ACTIVITY
Scan the listing below for the string "HttpTransport" and copy each line where it turns up.

ENTRIES SUPPLIED
★ ★ ★ ★ ★ ★ ★
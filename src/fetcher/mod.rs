//! Remote Logs API access
//!
//! The [`HttpTransport`] trait is the seam between the log request state
//! machine and the network. [`metrika_http::MetrikaHttpClient`] is the real
//! blocking HTTPS implementation; tests substitute scripted transports.
//! [`LogsApiClient`] binds a transport to a counter and token and exposes one
//! method per remote operation. It never interprets status codes.

use reqwest::Method;
use tracing::debug;

use crate::metrics::HttpRequestMetrics;

pub mod metrika_config;
pub mod metrika_http;
pub mod metrika_parser;


use metrika_config::{MetrikaApiConfig, METRIKA_LOGS_API};

/// Fetcher errors
#[derive(Debug, thiserror::Error)]
pub enum FetcherError {
    /// Connection, TLS or timeout failure before a status was received
    #[error("network error: {0}")]
    NetworkError(String),

    /// Response body could not be decoded
    #[error("parse error: {0}")]
    ParseError(String),

    /// HTTP client could not be configured
    #[error("client configuration error: {0}")]
    ConfigurationError(String),
}

/// Result type for fetcher operations
pub type FetcherResult<T> = Result<T, FetcherError>;

/// Raw response of a single API call
#[derive(Debug, Clone, PartialEq, Eq)]
pub struct HttpResponse {
    /// HTTP status code
    pub status: u16,
    /// Full response body
    pub body: Vec<u8>,
}

impl HttpResponse {
    /// Create a response from status and body
    pub fn new(status: u16, body: impl Into<Vec<u8>>) -> Self {
        Self {
            status,
            body: body.into(),
        }
    }

    /// True for `200 OK`, the only status the Logs API uses for success
    pub fn is_ok(&self) -> bool {
        self.status == 200
    }

    /// Standard reason phrase for the status code, if any
    pub fn reason(&self) -> &'static str {
        reqwest::StatusCode::from_u16(self.status)
            .ok()
            .and_then(|s| s.canonical_reason())
            .unwrap_or("Unknown status")
    }
}

/// A single authenticated request/response exchange with the API host
///
/// Implementations perform exactly one call per invocation. Non-2xx statuses
/// are returned as responses, not errors; only failures that prevent a
/// response from being received are errors.
pub trait HttpTransport {
    /// Send `method` to `path_and_query` (already encoded) with the OAuth `token`
    fn send(&self, method: Method, path_and_query: &str, token: &str)
        -> FetcherResult<HttpResponse>;
}

impl<T: HttpTransport + ?Sized> HttpTransport for &T {
    fn send(
        &self,
        method: Method,
        path_and_query: &str,
        token: &str,
    ) -> FetcherResult<HttpResponse> {
        (**self).send(method, path_and_query, token)
    }
}

/// Logs API operations for one counter
pub struct LogsApiClient<T> {
    transport: T,
    counter_id: String,
    token: String,
    api: &'static MetrikaApiConfig,
}

impl<T: HttpTransport> LogsApiClient<T> {
    /// Create a client for `counter_id` authenticated with `token`
    pub fn new(transport: T, counter_id: impl Into<String>, token: impl Into<String>) -> Self {
        Self {
            transport,
            counter_id: counter_id.into(),
            token: token.into(),
            api: &METRIKA_LOGS_API,
        }
    }

    /// Counter the client operates on
    pub fn counter_id(&self) -> &str {
        &self.counter_id
    }

    /// Check that counter id and token are usable
    pub fn validate_credentials(&self) -> Result<(), String> {
        if self.counter_id.is_empty() || self.token.is_empty() {
            return Err("counter_id and auth_token are required".to_string());
        }
        if !self.counter_id.chars().all(|c| c.is_ascii_digit()) {
            return Err(format!(
                "counter_id must be numeric, got '{}'",
                self.counter_id
            ));
        }
        Ok(())
    }

    /// POST a new log request; `query` is the encoded query string
    pub fn create_log_request(&self, query: &str) -> FetcherResult<HttpResponse> {
        let path = format!("{}?{}", self.api.create_path(&self.counter_id), query);
        self.send("create", Method::POST, &path)
    }

    /// GET the current state of a log request
    pub fn log_request_status(&self, request_id: &str) -> FetcherResult<HttpResponse> {
        let path = self.api.status_path(&self.counter_id, request_id);
        self.send("status", Method::GET, &path)
    }

    /// GET the content of one prepared part
    pub fn download_part(&self, request_id: &str, part: u32) -> FetcherResult<HttpResponse> {
        let path = self.api.download_path(&self.counter_id, request_id, part);
        self.send("download", Method::GET, &path)
    }

    /// POST a clean request, releasing the prepared data on the server
    pub fn clean_log_request(&self, request_id: &str) -> FetcherResult<HttpResponse> {
        let path = self.api.clean_path(&self.counter_id, request_id);
        self.send("clean", Method::POST, &path)
    }

    fn send(&self, endpoint: &'static str, method: Method, path: &str) -> FetcherResult<HttpResponse> {
        debug!(endpoint, %method, path, "Calling Logs API");
        let metrics = HttpRequestMetrics::start(endpoint);

        match self.transport.send(method, path, &self.token) {
            Ok(response) => {
                metrics.record_complete(response.status);
                Ok(response)
            }
            Err(e) => {
                metrics.record_network_error();
                Err(e)
            }
        }
    }
}
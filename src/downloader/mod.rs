//! Log request orchestration
//!
//! A download walks one log request through its whole life on the server:
//!
//! 1. **Request**: [`request::create_request`] submits the export job
//! 2. **Poll**: [`poller::wait_for_request`] checks its status at a fixed interval
//! 3. **Download**: [`download::download_and_save`] fetches part 0 and writes it to disk
//! 4. **Cleanup**: [`cleanup::cleanup_request`] releases the job, best-effort
//!
//! [`executor::DownloadExecutor`] sequences the steps and decides what happens
//! to an already created job when a later step fails.
//!
//! # Quick Start
//!
//! ```no_run
//! use metrika_logs_downloader::downloader::{DownloadExecutor, PollConfig};
//! use metrika_logs_downloader::fetcher::{LogsApiClient, metrika_http::MetrikaHttpClient};
//! use metrika_logs_downloader::{DateRange, Source};
//! use std::time::Duration;
//!
//! # fn example() -> Result<(), Box<dyn std::error::Error>> {
//! let client = LogsApiClient::new(MetrikaHttpClient::with_default_host()?, "12345", "token");
//! let poll = PollConfig::default().with_timeout(Duration::from_secs(15 * 60));
//! let executor = DownloadExecutor::new(client, poll);
//!
//! let range = DateRange::parse("2024-03-01", "2024-03-02")?;
//! let saved = executor.execute(&range, Source::Visits, "data".as_ref())?;
//! # Ok(())
//! # }
//! ```
//!
//! # Error Handling
//!
//! Every step returns `Result<_, DownloadError>`. Nothing is retried except the
//! status check inside the polling loop. Cleanup failures are logged and never
//! surface as errors.

use std::time::Duration;

use crate::fetcher::FetcherError;
use crate::output::OutputError;
use crate::Source;

pub mod cleanup;
pub mod config;
pub mod download;
pub mod executor;
pub mod job;
pub mod poller;
pub mod request;

pub use config::PollConfig;
pub use executor::DownloadExecutor;
pub use job::{DownloadResult, ExportJob, JobStatus, PollOutcome};

/// Download errors
#[derive(Debug, thiserror::Error)]
pub enum DownloadError {
    /// Missing or malformed caller input, rejected before any network call
    #[error("invalid input: {0}")]
    InvalidInput(String),

    /// Source kind without a field profile
    #[error("{0} source is not implemented yet")]
    UnsupportedSource(Source),

    /// Non-success HTTP status from the API
    #[error("API error {status} on {operation}: {message}")]
    Api {
        /// Remote operation that was rejected (create, status, download)
        operation: &'static str,
        /// HTTP status code
        status: u16,
        /// Message reported by the API
        message: String,
    },

    /// Log request reached a terminal failure status
    #[error("log request {request_id} failed: {status}")]
    JobFailed {
        /// Remote request id
        request_id: String,
        /// Terminal status observed
        status: JobStatus,
    },

    /// Polling budget exhausted before the log request was processed
    #[error("timeout after {} seconds ({attempts} attempts)", .elapsed.as_secs())]
    Timeout {
        /// Status checks performed
        attempts: u32,
        /// Time spent polling
        elapsed: Duration,
    },

    /// Downloaded content below the minimum plausible size
    #[error("downloaded file appears to be empty ({bytes} bytes)")]
    EmptyResult {
        /// Size of the rejected body
        bytes: usize,
    },

    /// Local output failure
    #[error("output error: {0}")]
    Output(#[from] OutputError),

    /// Transport or parse failure
    #[error("fetcher error: {0}")]
    Fetcher(#[from] FetcherError),
}

impl DownloadError {
    /// Short label for metrics
    pub fn kind(&self) -> &'static str {
        match self {
            DownloadError::InvalidInput(_) => "invalid_input",
            DownloadError::UnsupportedSource(_) => "unsupported_source",
            DownloadError::Api { .. } => "api",
            DownloadError::JobFailed { .. } => "job_failed",
            DownloadError::Timeout { .. } => "timeout",
            DownloadError::EmptyResult { .. } => "empty_result",
            DownloadError::Output(_) => "output",
            DownloadError::Fetcher(_) => "fetcher",
        }
    }
}
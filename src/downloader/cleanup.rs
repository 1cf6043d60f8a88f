//! Best-effort log request cleanup

use tracing::{info, warn};

use crate::fetcher::{HttpTransport, LogsApiClient};
use crate::metrics;

/// Ask the server to clean `request_id`
///
/// Failures are logged as warnings and reported through the return value
/// only; an orphaned log request does not affect files already saved.
pub fn cleanup_request<T: HttpTransport>(client: &LogsApiClient<T>, request_id: &str) -> bool {
    match client.clean_log_request(request_id) {
        Ok(response) if response.is_ok() => {
            info!(request_id, "Cleaned log request");
            true
        }
        Ok(response) => {
            warn!(
                request_id,
                status = response.status,
                "Warning: Cleanup failed for request {}",
                request_id
            );
            metrics::record_cleanup_failure();
            false
        }
        Err(e) => {
            warn!(request_id, error = %e, "Warning: Cleanup failed for request {}", request_id);
            metrics::record_cleanup_failure();
            false
        }
    }
}
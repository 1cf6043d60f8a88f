//! Download configuration constants

use std::time::Duration;

/// Default polling budget.
/// Log requests for a day or two of visits usually take a few minutes;
/// large counters can take tens of minutes.
pub const DEFAULT_POLL_TIMEOUT: Duration = Duration::from_secs(30 * 60);

/// Fixed delay between status checks
pub const POLL_INTERVAL: Duration = Duration::from_secs(10);

/// Bodies shorter than this are treated as empty exports.
/// A header-only TSV for the visits field list is well under 1 KiB.
pub const MIN_CONTENT_BYTES: usize = 1024;

/// Only part 0 is downloaded; multi-part results are not paginated
pub const DOWNLOAD_PART: u32 = 0;

/// Polling parameters
#[derive(Debug, Clone, Copy, PartialEq, Eq)]
pub struct PollConfig {
    /// Wall-clock budget for the whole polling loop
    pub timeout: Duration,
    /// Sleep between consecutive status checks
    pub interval: Duration,
}

impl Default for PollConfig {
    fn default() -> Self {
        Self {
            timeout: DEFAULT_POLL_TIMEOUT,
            interval: POLL_INTERVAL,
        }
    }
}

impl PollConfig {
    /// Budget expressed in minutes, the unit used on the command line
    pub fn from_minutes(minutes: u64) -> Self {
        Self::default().with_timeout(Duration::from_secs(minutes.saturating_mul(60)))
    }

    /// Override the polling budget
    pub fn with_timeout(mut self, timeout: Duration) -> Self {
        self.timeout = timeout;
        self
    }

    /// Override the interval between status checks
    pub fn with_interval(mut self, interval: Duration) -> Self {
        self.interval = interval;
        self
    }
}
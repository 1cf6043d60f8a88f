//! End-to-end downloads against a mocked Logs API

use crate::support::*;
use metrika_logs_downloader::downloader::DownloadError;
use metrika_logs_downloader::{DateRange, Source};
use serde_json::json;
use tempfile::TempDir;
use wiremock::matchers::{header, method, path, query_param};
use wiremock::{Mock, MockServer, ResponseTemplate};

fn range() -> DateRange {
    DateRange::parse("2024-03-01", "2024-03-02").unwrap()
}

#[tokio::test]
async fn test_download_saves_file_and_cleans_up() {
    let server = MockServer::start().await;
    Mock::given(method("POST"))
        .and(path(CREATE_PATH))
        .and(query_param("date1", "2024-03-01"))
        .and(query_param("date2", "2024-03-02"))
        .and(query_param("source", "visits"))
        .and(header("Authorization", "OAuth abc"))
        .respond_with(ResponseTemplate::new(200).set_body_json(log_request("created")))
        .expect(1)
        .mount(&server)
        .await;
    mount_status(&server, "processed").await;
    mount_download(&server, export_body(2000), 1).await;
    mount_clean(&server, 200, 1).await;

    let temp_dir = TempDir::new().unwrap();
    let out = temp_dir.path().join("data");
    let uri = server.uri();
    let target = out.clone();
    let saved = tokio::task::spawn_blocking(move || {
        executor(&uri, fast_poll(2_000)).execute(&range(), Source::Visits, &target)
    })
    .await
    .unwrap()
    .unwrap();

    assert_eq!(saved.path, out.join("visits_2024-03-01_to_2024-03-02.csv"));
    assert_eq!(saved.bytes, 2000);
    assert_eq!(std::fs::read(&saved.path).unwrap(), export_body(2000));
}

#[tokio::test]
async fn test_fields_parameter_lists_visit_fields() {
    let server = MockServer::start().await;
    Mock::given(method("POST"))
        .and(path(CREATE_PATH))
        .and(query_param(
            "fields",
            metrika_logs_downloader::fetcher::metrika_config::source_profile(Source::Visits)
                .unwrap()
                .fields_param(),
        ))
        .respond_with(ResponseTemplate::new(200).set_body_json(log_request("created")))
        .expect(1)
        .mount(&server)
        .await;
    mount_status(&server, "processed").await;
    mount_download(&server, export_body(1500), 1).await;
    mount_clean(&server, 200, 1).await;

    let temp_dir = TempDir::new().unwrap();
    let uri = server.uri();
    let out = temp_dir.path().to_path_buf();
    let result = tokio::task::spawn_blocking(move || {
        executor(&uri, fast_poll(2_000)).execute(&range(), Source::Visits, &out)
    })
    .await
    .unwrap();

    assert!(result.is_ok());
}

#[tokio::test]
async fn test_cleanup_failure_does_not_fail_download() {
    let server = MockServer::start().await;
    mount_create(&server).await;
    mount_status(&server, "processed").await;
    mount_download(&server, export_body(2000), 1).await;
    mount_clean(&server, 500, 1).await;

    let temp_dir = TempDir::new().unwrap();
    let uri = server.uri();
    let out = temp_dir.path().join("data");
    let saved = tokio::task::spawn_blocking(move || {
        executor(&uri, fast_poll(2_000)).execute(&range(), Source::Visits, &out)
    })
    .await
    .unwrap()
    .unwrap();

    assert!(saved.path.exists());
}

#[tokio::test]
async fn test_create_rejection_reports_api_message() {
    let server = MockServer::start().await;
    Mock::given(method("POST"))
        .and(path(CREATE_PATH))
        .respond_with(
            ResponseTemplate::new(400)
                .set_body_json(json!({ "errors": [], "code": 400, "message": "Wrong date range" })),
        )
        .expect(1)
        .mount(&server)
        .await;
    mount_clean(&server, 200, 0).await;

    let temp_dir = TempDir::new().unwrap();
    let uri = server.uri();
    let out = temp_dir.path().to_path_buf();
    let err = tokio::task::spawn_blocking(move || {
        executor(&uri, fast_poll(2_000)).execute(&range(), Source::Visits, &out)
    })
    .await
    .unwrap()
    .unwrap_err();

    match err {
        DownloadError::Api {
            status, message, ..
        } => {
            assert_eq!(status, 400);
            assert_eq!(message, "Wrong date range");
        }
        other => panic!("unexpected error: {other}"),
    }
}

#[tokio::test]
async fn test_small_export_reported_as_empty() {
    let server = MockServer::start().await;
    mount_create(&server).await;
    mount_status(&server, "processed").await;
    mount_download(&server, export_body(100), 1).await;
    mount_clean(&server, 200, 1).await;

    let temp_dir = TempDir::new().unwrap();
    let uri = server.uri();
    let out = temp_dir.path().join("data");
    let check = out.clone();
    let err = tokio::task::spawn_blocking(move || {
        executor(&uri, fast_poll(2_000)).execute(&range(), Source::Visits, &out)
    })
    .await
    .unwrap()
    .unwrap_err();

    assert!(matches!(err, DownloadError::EmptyResult { bytes: 100 }));
    assert!(!check.join("visits_2024-03-01_to_2024-03-02.csv").exists());
}

#[tokio::test]
async fn test_hits_source_makes_no_requests() {
    let server = MockServer::start().await;
    Mock::given(wiremock::matchers::any())
        .respond_with(ResponseTemplate::new(200))
        .expect(0)
        .mount(&server)
        .await;

    let temp_dir = TempDir::new().unwrap();
    let uri = server.uri();
    let out = temp_dir.path().to_path_buf();
    let err = tokio::task::spawn_blocking(move || {
        executor(&uri, fast_poll(2_000)).execute(&range(), Source::Hits, &out)
    })
    .await
    .unwrap()
    .unwrap_err();

    assert!(matches!(err, DownloadError::UnsupportedSource(Source::Hits)));
}

#[tokio::test]
async fn test_path_like_request_id_rejected_before_follow_up_calls() {
    let server = MockServer::start().await;
    Mock::given(method("POST"))
        .and(path(CREATE_PATH))
        .respond_with(
            ResponseTemplate::new(200)
                .set_body_json(json!({ "log_request": { "request_id": "1/clean", "status": "created" } })),
        )
        .expect(1)
        .mount(&server)
        .await;
    Mock::given(method("GET"))
        .respond_with(ResponseTemplate::new(200))
        .expect(0)
        .mount(&server)
        .await;
    Mock::given(method("POST"))
        .and(path("/management/v1/counter/12345/logrequest/1/clean"))
        .respond_with(ResponseTemplate::new(200))
        .expect(0)
        .mount(&server)
        .await;

    let temp_dir = TempDir::new().unwrap();
    let uri = server.uri();
    let out = temp_dir.path().to_path_buf();
    let err = tokio::task::spawn_blocking(move || {
        executor(&uri, fast_poll(2_000)).execute(&range(), Source::Visits, &out)
    })
    .await
    .unwrap()
    .unwrap_err();

    assert!(matches!(
        err,
        DownloadError::Fetcher(metrika_logs_downloader::fetcher::FetcherError::ParseError(_))
    ));
}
★ ★ ★ ★ ★ ★ ★
RESPONSE AREA
//! The [`HttpTransport`] trait is the seam between the log request state
pub trait HttpTransport {
impl<T: HttpTransport + ?Sized> HttpTransport for &T {
impl<T: HttpTransport> LogsApiClient<T> {
use crate::fetcher::{HttpTransport, LogsApiClient};
pub fn cleanup_request<T: HttpTransport>(client: &LogsApiClient<T>, request_id: &str) -> bool {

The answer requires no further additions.